The Normal Distribution Q Function Φ(x)
The Q function is just one minus the cumulative distribution function (CDF) for the standardized normal distribution. In other words, it gives you the right tail area.
The CDF for the normal distribution gives you the probability that a normal random variable takes a value equal to or smaller than x. The Q function is the complement of this; In other words, it’s the probability a normal random variable takes a value greater than x.
As a formula:
Q(x) = 1 – CDF = P(X > x)
The plot starts with an area of 1, representing 100% probability. At the point on the far left of the bell curve, the right “tail” is actually the entire area of the curve.

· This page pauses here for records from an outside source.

use std::path::{Path, PathBuf};

use futures::stream::{self, StreamExt};
use reqwest::StatusCode;
use tokio::time::{sleep, Duration};
use tracing::{info, warn};

use crate::api::Api;
use crate::error::{Error, Result};
use crate::http::{HttpTransport, ReqwestTransport};
use crate::media::FetchOptions;
use crate::session::Session;
use crate::video::Video;

#[derive(Clone, Debug)]
pub struct DownloadConfig {
    pub max_retries: usize,
    pub initial_backoff_ms: u64,
    pub max_concurrent_downloads: usize,
    /// Stream media to disk instead of buffering each video in memory.
    pub streaming: bool,
    pub output_dir: PathBuf,
}

impl Default for DownloadConfig {
    fn default() -> Self {
        Self {
            max_retries: 3,
            initial_backoff_ms: 500,
            max_concurrent_downloads: 4,
            streaming: true,
            output_dir: PathBuf::from("."),
        }
    }
}

/// Detailed download outcome for reporting and summaries.
#[derive(Debug)]
pub struct DownloadReport {
    pub url: String,
    pub result: Result<PathBuf>,
}

impl DownloadReport {
    fn success(url: String, path: PathBuf) -> Self {
        Self {
            url,
            result: Ok(path),
        }
    }

    fn failure(url: String, err: Error) -> Self {
        Self {
            url,
            result: Err(err),
        }
    }

    pub fn is_success(&self) -> bool {
        self.result.is_ok()
    }

    pub fn path(&self) -> Option<&PathBuf> {
        self.result.as_ref().ok()
    }

    pub fn error(&self) -> Option<&Error> {
        self.result.as_ref().err()
    }
}

/// High-level orchestrator for downloading one or many TikTok videos.
pub struct Downloader<T: ?Sized = ReqwestTransport> {
    api: Api<T>,
    config: DownloadConfig,
}

impl<T: ?Sized> Clone for Downloader<T> {
    fn clone(&self) -> Self {
        Self {
            api: self.api.clone(),
            config: self.config.clone(),
        }
    }
}

impl Downloader<ReqwestTransport> {
    /// Build a downloader with a fresh session and default settings.
    pub fn new() -> Result<Self> {
        Self::with_config(Session::default(), DownloadConfig::default())
    }

    pub fn with_config(session: Session, config: DownloadConfig) -> Result<Self> {
        Ok(Self::with_api(Api::new(session)?, config))
    }
}

impl<T> Downloader<T>
where
    T: HttpTransport + ?Sized,
{
    pub fn with_api(api: Api<T>, config: DownloadConfig) -> Self {
        Self { api, config }
    }

    pub fn api(&self) -> &Api<T> {
        &self.api
    }

    /// Download all share URLs, returning per-URL outcomes in input order.
    pub async fn download_all(&self, urls: &[String]) -> Vec<DownloadReport> {
        if urls.is_empty() {
            return Vec::new();
        }

        let mut results: Vec<(usize, DownloadReport)> = Vec::with_capacity(urls.len());

        let tasks = stream::iter(urls.iter().cloned().enumerate().map(|(idx, url)| {
            let downloader = self.clone();
            async move {
                let outcome = downloader.download_one(&url).await;
                let report = match outcome {
                    Ok(path) => DownloadReport::success(url, path),
                    Err(err) => DownloadReport::failure(url, err),
                };
                (idx, report)
            }
        }))
        .buffer_unordered(self.config.max_concurrent_downloads.max(1));

        futures::pin_mut!(tasks);
        while let Some((idx, report)) = tasks.next().await {
            results.push((idx, report));
        }

        results.sort_by_key(|(idx, _)| *idx);
        results.into_iter().map(|(_, report)| report).collect()
    }

    /// Download a single video (URL or id) to disk and return the output path.
    pub async fn download_one(&self, video: &str) -> Result<PathBuf> {
        let mut attempt = 0;

        loop {
            match self.download_once(video).await {
                Ok(path) => return Ok(path),
                Err(err) => {
                    attempt += 1;
                    if attempt > self.config.max_retries || !should_retry(&err) {
                        return Err(err);
                    }

                    let backoff_ms = self
                        .config
                        .initial_backoff_ms
                        .saturating_mul(1u64 << (attempt.saturating_sub(1)).min(16));
                    warn!(video, attempt, backoff_ms, error = %err, "retrying download");
                    sleep(Duration::from_millis(backoff_ms)).await;
                }
            }
        }
    }

    async fn download_once(&self, reference: &str) -> Result<PathBuf> {
        let video = self.api.resolve(reference).await?;
        let options = FetchOptions {
            streaming: self.config.streaming,
        };
        let media = self.api.fetch_media(&video, options).await?;

        let output_path = build_output_path(&self.config.output_dir, &video)?;
        if let Some(parent) = output_path.parent() {
            tokio::fs::create_dir_all(parent).await?;
        }

        let partial = partial_path(&output_path);
        let mut file = tokio::fs::File::create(&partial).await?;
        let written = match media.write_to(&mut file).await {
            Ok(written) => written,
            Err(err) => {
                drop(file);
                let _ = tokio::fs::remove_file(&partial).await;
                return Err(err);
            }
        };
        drop(file);
        tokio::fs::rename(&partial, &output_path).await?;

        info!(id = %video.id, path = %output_path.display(), bytes = written, "saved video");
        Ok(output_path)
    }
}

fn build_output_path(output_dir: &Path, video: &Video) -> Result<PathBuf> {
    let id = sanitize_component(&video.id);
    if id.is_empty() {
        return Err(Error::UnusableFileName(video.id.clone()));
    }

    let author = video
        .author
        .as_ref()
        .and_then(|author| author.username())
        .map(sanitize_component)
        .filter(|author| !author.is_empty())
        .unwrap_or_else(|| "unknown".to_string());

    Ok(output_dir.join(author).join(format!("{id}.mp4")))
}

fn partial_path(path: &Path) -> PathBuf {
    let mut name = path.as_os_str().to_owned();
    name.push(".part");
    PathBuf::from(name)
}

fn sanitize_component(input: &str) -> String {
    input
        .chars()
        .filter(|c| c.is_ascii_alphanumeric() || matches!(c, '-' | '_' | '.'))
        .collect()
}

/// Whether a whole resolve-and-download attempt is worth repeating.
pub fn should_retry(err: &Error) -> bool {
    match err {
        Error::Network(inner) => {
            if inner.is_timeout() || inner.is_connect() || inner.is_body() {
                return true;
            }

            if let Some(status) = inner.status() {
                return status == StatusCode::TOO_MANY_REQUESTS
                    || status == StatusCode::FORBIDDEN
                    || status.is_server_error();
            }

            true
        }
        Error::Upstream { status } => {
            *status == StatusCode::TOO_MANY_REQUESTS
                || *status == StatusCode::FORBIDDEN
                || status.is_server_error()
        }
        Error::Io(_) => true,
        Error::NoValidMedia { attempted } => *attempted > 0,
        Error::InvalidResponse(_) => false,
        Error::Parsing(_) => false,
        Error::Url(_) => false,
        Error::Construction(_) => false,
        Error::UnusableFileName(_) => false,
        Error::InvalidUrl(_) => false,
        Error::InputConflict => false,
        Error::MissingInput => false,
        Error::EmptyUrlFile(_) => false,
        Error::DownloadSummary { .. } => false,
    }
}
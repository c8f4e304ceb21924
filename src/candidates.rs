use serde_json::{Map, Value};
use tracing::debug;

/// Field holding a direct media URL in TikTok item payloads.
pub const DOWNLOAD_ADDR: &str = "downloadAddr";

/// Nesting level past which subtrees are not inspected.
pub const MAX_DEPTH: usize = 64;

/// Collect every string stored under a `downloadAddr` key anywhere in `node`, in
/// document order. Duplicates are kept.
pub fn collect_download_addrs(node: &Value) -> Vec<String> {
    let mut urls = Vec::new();
    walk(node, 0, &mut urls);
    urls
}

/// [`collect_download_addrs`] for a bare JSON object, such as a canonical item.
pub fn collect_from_object(map: &Map<String, Value>) -> Vec<String> {
    let mut urls = Vec::new();
    walk_object(map, 0, &mut urls);
    urls
}

fn walk(node: &Value, depth: usize, urls: &mut Vec<String>) {
    if depth > MAX_DEPTH {
        debug!(depth, "skipping subtree beyond depth guard");
        return;
    }

    match node {
        Value::Object(map) => walk_object(map, depth, urls),
        Value::Array(items) => {
            for item in items {
                walk(item, depth + 1, urls);
            }
        }
        _ => {}
    }
}

fn walk_object(map: &Map<String, Value>, depth: usize, urls: &mut Vec<String>) {
    for (key, value) in map {
        match value {
            Value::String(url) if key == DOWNLOAD_ADDR => urls.push(url.clone()),
            _ => walk(value, depth + 1, urls),
        }
    }
}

Calculating the function by hand is relatively simple: find the CDF, and subtract from one. Some software programs find the Q function directly. For example, In MATLAB, the syntax is y = qfunc(x). If your software doesn’t, find the CDF and subtract from one.
Other Meanings
There are other meanings for the Q function, including:
- The conditional expected log-likelihood, used in calculating the E-step in the EM algorithm (see Gupta and Chen 2011 for an example),
- The none q, a special function used in the theory of elliptic functions.
- Q-analogs and Q-series, used in combinatorics and the study of functions.
- The q-products Qn, where n = 1,2,3.
- The partition function Q, used in statistical thermodynamics.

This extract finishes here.